Western analysis for COX-1 and COX-2 using HIT-T15 cells. Adequacy of the COX-1 antisera was demonstrated in control studies with 3T3 cells.

Figure 4

(A) Northern blot analysis of total RNA from HIT-T15 cells exposed to 5 ng/ml IL-1 for the indicated periods of time. HIT cells were subcultured overnight in RPMI with 0.2% FBS to obtain a quiescent state before exposure to IL-1. Fifteen milligrams of RNA was electrophoresed in a 1.5% agarose-formaldehyde gel and transferred to a nylon membrane by electroblotting. Blots were probed sequentially with probes specific for COX-2 and beta-actin and are representative of three experiments. COX-2/beta-actin ratios for time points 0, 2, 4, and 8 hr were 4.2, 7.1, 3.8, and 2.3, respectively. Mean ± SE of the three experiments were 4.5 ± 1.7, 8.1 ± 1.7, 2.3 ± 1.4, and 1.8 ± 1.0, respectively. No COX-1 was observed by Northern analysis of HIT cell RNA under control conditions nor after exposure to IL-1. (B) Effect of IL-1 on COX-2 promoter activity in HIT cells. Transient transfection of HIT-T15 cells with a CAT reporter gene construct containing base pairs (−2,698/+32) of the murine COX-2 promoter (COX-2/CAT) was performed in the presence or absence of IL-1 for the indicated periods of time. HIT cells (1.2 × 10⁶) were subcultured overnight in RPMI with 0.2% FBS and then transfected with purified plasmid (either 1.0 μg of COX-2/CAT or 0.5 μg of Rous sarcoma virus/CAT) by using a lipofectin technique. After transfection, cells were exposed to experimental conditions as indicated. Data were expressed as percentage of [¹⁴C]chloramphenicol converted to acetylated chloramphenicol per microgram of soluble protein and then normalized to Rous sarcoma virus/CAT activity to correct for variations in transfection efficiency. Results are the mean ± SE of two experiments each run in triplicate.

Figure 5

(A) EMSA of binding of nuclear protein to the NF-κB region of the COX-2 promoter. HIT-T15 cells were exposed to 5 ng/ml of IL-1 for the indicated periods of time. The NF-κB complex increased with IL-1 exposure in this and two other experiments. (B) EMSA of binding of nuclear protein to the NF-IL-6 region of the COX-2 promoter. HIT-T15 cells were exposed to 5 ng/ml of IL-1 for the indicated periods of time.

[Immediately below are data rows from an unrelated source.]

impl<A: Authenticator> ProxySession<A> {
    pub fn new(
        backend_mgr: Arc<BackendMgr>,
        authenticator: A,
        transaction_replay: bool,
        transaction_replay_attempts: u32,
        transaction_replay_max_size: usize,
    ) -> Self {
        Self {
            sql_com_labels: init_sql_com_labels().clone(),
            backend_mgr,
            authenticator,
            transaction_replay,
            transaction_replay_attempts,
            transaction_replay_max_size,
        }
    }

    pub async fn connect<'a, R, W>(
        &'a self,
        reader: R,
        mut writer: W,
        #[cfg(feature = "tls")] tls_conf: &Option<Arc<ServerConfig>>,
    ) -> Result<(), Error>
    where
        R: AsyncRead + Send + Unpin,
        W: AsyncWrite + Send + Unpin,
    {
        let salt = gen_user_salt();
        #[cfg(feature = "tls")]
        let (seq, handshake_response, handshake_pkt, mut reader) =
            self.on_conn(reader, &mut writer, salt, tls_conf).await?;
        #[cfg(not(feature = "tls"))]
        let (seq, handshake_response, handshake_pkt, mut reader) =
            self.on_conn(reader, &mut writer, salt, None).await?;

        let password = handshake_response.auth_response.clone();
        let default_db = handshake_response
            .database
            .as_ref()
            .map(|d| String::from_utf8_lossy(d).to_string());
        let db_user = handshake_response.db_user_string();

        // The session owns classification, routing and replay bookkeeping
        // for every statement the connection will ever send; authentication
        // itself always targets the master, acquired the same way every
        // later statement is.
        let mut session = Session::new(
            db_user.clone(),
            default_db,
            &password,
            &[],
            Arc::clone(&self.backend_mgr),
            self.transaction_replay_max_size,
        );
        common::metrics::gauge_inc(MXCORE_WORKER_SESSIONS, 1_f64, None);

        let connect_result = self.run_session(&mut reader, &mut writer, &mut session, seq, &handshake_pkt, &handshake_response, db_user).await;
        common::metrics::gauge_dec(MXCORE_WORKER_SESSIONS, 1_f64, None);
        connect_result
    }

    async fn run_session<R, W>(
        &self,
        reader: &mut PacketReader<R>,
        writer: &mut W,
        session: &mut Session,
        seq: u8,
        handshake_pkt: &Packet,
        handshake_response: &HandshakeResponse,
        db_user: String,
    ) -> Result<(), Error>
    where
        R: AsyncRead + Send + Unpin,
        W: AsyncWrite + Send + Unpin,
    {
        let initial_decision = RouteDecision {
            role: TargetRole::Master,
            response: ResponseAction::ExpectClientBound,
            replicate_session_wide: false,
            opens_transaction: false,
            closes_transaction: false,
        };
        let pooled_conn = session
            .acquire_backend(&initial_decision)
            .await
            .map_err(|e| Error::new(std::io::ErrorKind::Other, e.to_string()))?;
        let conn_uid = pooled_conn.id.clone();
        let mut backend_client_guard = pooled_conn.inner_conn.lock().await;

        let conn_life_cycle = { pooled_conn.get_conn_life_cycle().await };
        let (backend_reader, backend_writer) = backend_client_guard.deref_mut();
        backend_writer.reset_seq();

        let mut mut_writer = PacketWriter::new(writer);
        let auth_result = if let Some(conn_phase) = conn_life_cycle.conn_phase() {
            match conn_phase {
                DbConnPhase::Command => {
                    debug!("connection phase already Command, id={conn_uid:?}");
                    self.authenticator
                        .continue_auth::<R, W>(
                            backend_writer,
                            backend_reader,
                            &mut mut_writer,
                            reader,
                            seq,
                            handshake_response,
                        )
                        .await
                }
                _ => {
                    debug!("connection phase still Connection, id={conn_uid:?}");
                    self.authenticator
                        .reply_handshake_response::<R, W>(
                            backend_writer,
                            backend_reader,
                            &mut mut_writer,
                            reader,
                            seq,
                            (handshake_pkt, handshake_response),
                        )
                        .await
                }
            }
        } else {
            debug!("first authentication on this connection, id={conn_uid:?}");
            self.authenticator
                .reply_handshake_response::<R, W>(
                    backend_writer,
                    backend_reader,
                    &mut mut_writer,
                    reader,
                    seq,
                    (handshake_pkt, handshake_response),
                )
                .await
        };
        match auth_result {
            Ok(()) => {
                pooled_conn
                    .update_conn_life_cycle(DbUserConnLifeCycle::new_conn_life_cycle(
                        db_user,
                        DbConnPhase::Command,
                    ))
                    .await;
                debug!("authentication succeeded, connection phase set to Command");
            }
            Err(_e) => {
                pooled_conn
                    .update_conn_life_cycle(DbUserConnLifeCycle::new_conn_life_cycle(
                        db_user,
                        DbConnPhase::Connection,
                    ))
                    .await;
                debug!("authentication failed, command loop not entered");
                return Ok(());
            }
        }
        drop(backend_client_guard);

        self.on_com(reader, &mut mut_writer, session, pooled_conn, TargetRole::Master, handshake_response)
            .await
    }

    /// Drives the command loop for the lifetime of the connection: reads
    /// one client command at a time, classifies `COM_QUERY` statements
    /// through `session` and swaps to whichever backend the routing
    /// decision calls for, forwards the command, and retries once through
    /// transaction replay if the currently attached backend turns out to
    /// be lost mid-transaction.
    async fn on_com<R, W>(
        &self,
        client_reader: &mut PacketReader<R>,
        client_writer: &mut PacketWriter<W>,
        session: &mut Session,
        mut current_conn: Object<PooledConnMgr>,
        mut current_role: TargetRole,
        handshake_response: &HandshakeResponse,
    ) -> Result<(), Error>
    where
        R: AsyncRead + Send + Unpin,
        W: AsyncWrite + Send + Unpin,
    {
        loop {
            let pkt_opt = client_reader.next_async().await?;
            if pkt_opt.is_none() {
                warn!("received empty packet, malformed packet error");
                return Err(Error::new(
                    std::io::ErrorKind::InvalidData,
                    "Malform packet error".to_string(),
                ));
            }
            let (seq, client_packet) = pkt_opt.unwrap();
            let recv_com_code = client_packet[0];
            let com_code = CommandCode::from_u8(recv_com_code).unwrap();

            // Per-statement read/write routing only applies to `COM_QUERY`
            // text statements, which is all the classifier understands;
            // every other command code keeps using whichever backend is
            // already attached to the session.
            let route_decision = if com_code == CommandCode::ComQuery {
                Some(session.route_query(&client_packet[1..]))
            } else {
                None
            };

            if let Some(decision) = &route_decision {
                let must_switch = decision.opens_transaction
                    || (!session.in_transaction() && decision.role != current_role);
                if must_switch {
                    current_conn = session
                        .acquire_backend(decision)
                        .await
                        .map_err(|e| Error::new(std::io::ErrorKind::Other, e.to_string()))?;
                    current_role = decision.role;
                }
            }

            let com_forwarder: Box<dyn ComForwarder<R, W>> = match com_code {
                CommandCode::ComStmtPrepare | CommandCode::ComStmtClose => {
                    Box::new(StmtPrepareForwarder {
                        com_code,
                        request: client_packet.clone(),
                    })
                }
                CommandCode::ComQuery
                | CommandCode::ComStmtExecute
                | CommandCode::ComProcessInfo
                | CommandCode::ComFieldList
                | CommandCode::ComStmtFetch => Box::new(QueryForwarder { com_code }),
                CommandCode::ComQuit => Box::new(ResetConnForwarder),
                CommandCode::ComChangeUser => Box::new(change_user_forward::ChangeUserForwarder),
                _ => Box::new(GenericComForwarder),
            };

            let labels = self.sql_com_labels.get(&recv_com_code).unwrap();
            let _com_latency =
                common::metrics::MetricsTimer::new_with_labels(PROXY_COM_LATENCY, labels);

            let first_attempt = self
                .forward_one_statement(
                    seq,
                    com_code,
                    &client_packet,
                    handshake_response,
                    com_forwarder.as_ref(),
                    client_reader,
                    client_writer,
                    &mut current_conn,
                    session,
                    route_decision.is_some(),
                )
                .await;

            if let Err(e) = first_attempt {
                if !session.in_transaction() {
                    return Err(e);
                }
                warn!(error = %e, "backend lost mid-transaction, attempting replay recovery");
                self.try_recover_transaction(session, &mut current_conn, &mut current_role)
                    .await
                    .map_err(|_| e)?;
                self.forward_one_statement(
                    seq,
                    com_code,
                    &client_packet,
                    handshake_response,
                    com_forwarder.as_ref(),
                    client_reader,
                    client_writer,
                    &mut current_conn,
                    session,
                    route_decision.is_some(),
                )
                .await?;
            }

            if let Some(decision) = &route_decision {
                session.record_executed(&client_packet[1..], decision);
            }

            if com_code == CommandCode::ComQuit {
                common::metrics::gauge_dec(
                    common::metrics::metric_def::PROXY_CURR_CONN,
                    1_f64,
                    Some(common_labels()),
                );
                break;
            }
        }
        Ok(())
    }

    /// Writes `client_packet` to whichever backend `current_conn` holds and
    /// forwards the reply to the client. Statements that are part of an
    /// open transaction have their reply checksummed and folded into the
    /// transaction log instead of being forwarded through the ordinary
    /// `ComForwarder::forward` path, so a later replay attempt has
    /// something to compare against.
    #[allow(clippy::too_many_arguments)]
    async fn forward_one_statement<R, W>(
        &self,
        seq: u8,
        com_code: CommandCode,
        client_packet: &Packet,
        handshake_response: &HandshakeResponse,
        com_forwarder: &dyn ComForwarder<R, W>,
        client_reader: &mut PacketReader<R>,
        client_writer: &mut PacketWriter<W>,
        current_conn: &mut Object<PooledConnMgr>,
        session: &mut Session,
        is_routed_query: bool,
    ) -> Result<(), Error>
    where
        R: AsyncRead + Send + Unpin,
        W: AsyncWrite + Send + Unpin,
    {
        let mut guard = current_conn.inner_conn.lock().await;
        let (backend_reader, backend_writer) = guard.deref_mut();

        com_forwarder
            .write_to_backend(
                seq,
                com_code,
                handshake_response,
                client_packet.clone(),
                backend_writer,
            )
            .await?;

        if is_routed_query && session.in_transaction() {
            let checksum = forward_and_checksum(backend_reader, client_writer).await?;
            session.log_transaction_statement(&client_packet[1..], checksum);
        } else {
            com_forwarder
                .forward(
                    client_reader,
                    client_writer,
                    backend_writer,
                    backend_reader,
                    handshake_response,
                )
                .await?;
        }
        Ok(())
    }

    /// Recovers from a backend lost while a transaction was open: drops the
    /// pin to the dead master, re-acquires a master connection (possibly a
    /// newly promoted one), and replays every statement logged for the
    /// transaction so far, comparing each reply's checksum against the one
    /// recorded live. Bounded by `transaction_replay_attempts`; a session
    /// whose log was already capped (too large to replay) or that opted out
    /// via `--transaction-replay=false` fails immediately.
    async fn try_recover_transaction(
        &self,
        session: &mut Session,
        current_conn: &mut Object<PooledConnMgr>,
        current_role: &mut TargetRole,
    ) -> Result<(), Error> {
        if !self.transaction_replay
            || session.transaction_log().is_empty()
            || session.transaction_log().is_capped()
        {
            return Err(Error::new(
                std::io::ErrorKind::Other,
                "transaction replay not available for this session",
            ));
        }

        let master_decision = RouteDecision {
            role: TargetRole::Master,
            response: ResponseAction::ExpectClientBound,
            replicate_session_wide: false,
            opens_transaction: false,
            closes_transaction: false,
        };

        for _ in 0..self.transaction_replay_attempts {
            common::metrics::counter_inc(MXCORE_REPLAY_ATTEMPTS_TOTAL, 1, None);
            session.clear_transaction_pin();
            let new_conn = match session.acquire_backend(&master_decision).await {
                Ok(c) => c,
                Err(_) => continue,
            };
            let replayed = {
                let mut guard = new_conn.inner_conn.lock().await;
                let (reader, writer) = guard.deref_mut();
                replay::replay_transaction(session.transaction_log(), reader, writer).await
            };
            if replayed.is_ok() {
                *current_conn = new_conn;
                *current_role = TargetRole::Master;
                return Ok(());
            }
        }
        Err(Error::new(
            std::io::ErrorKind::Other,
            "transaction replay exhausted all attempts",
        ))
    }

}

The two lanes labeled 0 hr under HIT cells represent subculturing of cells in both the standard quiescent condition (0.2% FBS, lane 1) as well as in elevated serum conditions (10% FBS, lane 2). The NF-IL-6 complex decreased with IL-1 exposure in this and two other experiments.

Figure 6

Effect of selective mutation of the NF-IL-6 site on COX-2 promoter activity. Nonrecognition of the mutated sequence was confirmed by demonstrating an inability of the double-stranded mutant sequence to compete with wild-type sequences in EMSA analysis at a 100-fold excess (data not shown). HIT cells were subcultured in RPMI with 0.2% FBS overnight before transfection. After transfection the cells were maintained in RPMI with 0.2% FBS (basal conditions) for the 24-hr period of reporter gene expression. Data are expressed as percentage of [¹⁴C]chloramphenicol converted to acetylated chloramphenicol per microgram of soluble protein and then normalized to Rous sarcoma virus/CAT activity to correct for variations in transfection efficiency. Results are the mean ± SE of three experiments each run in triplicate.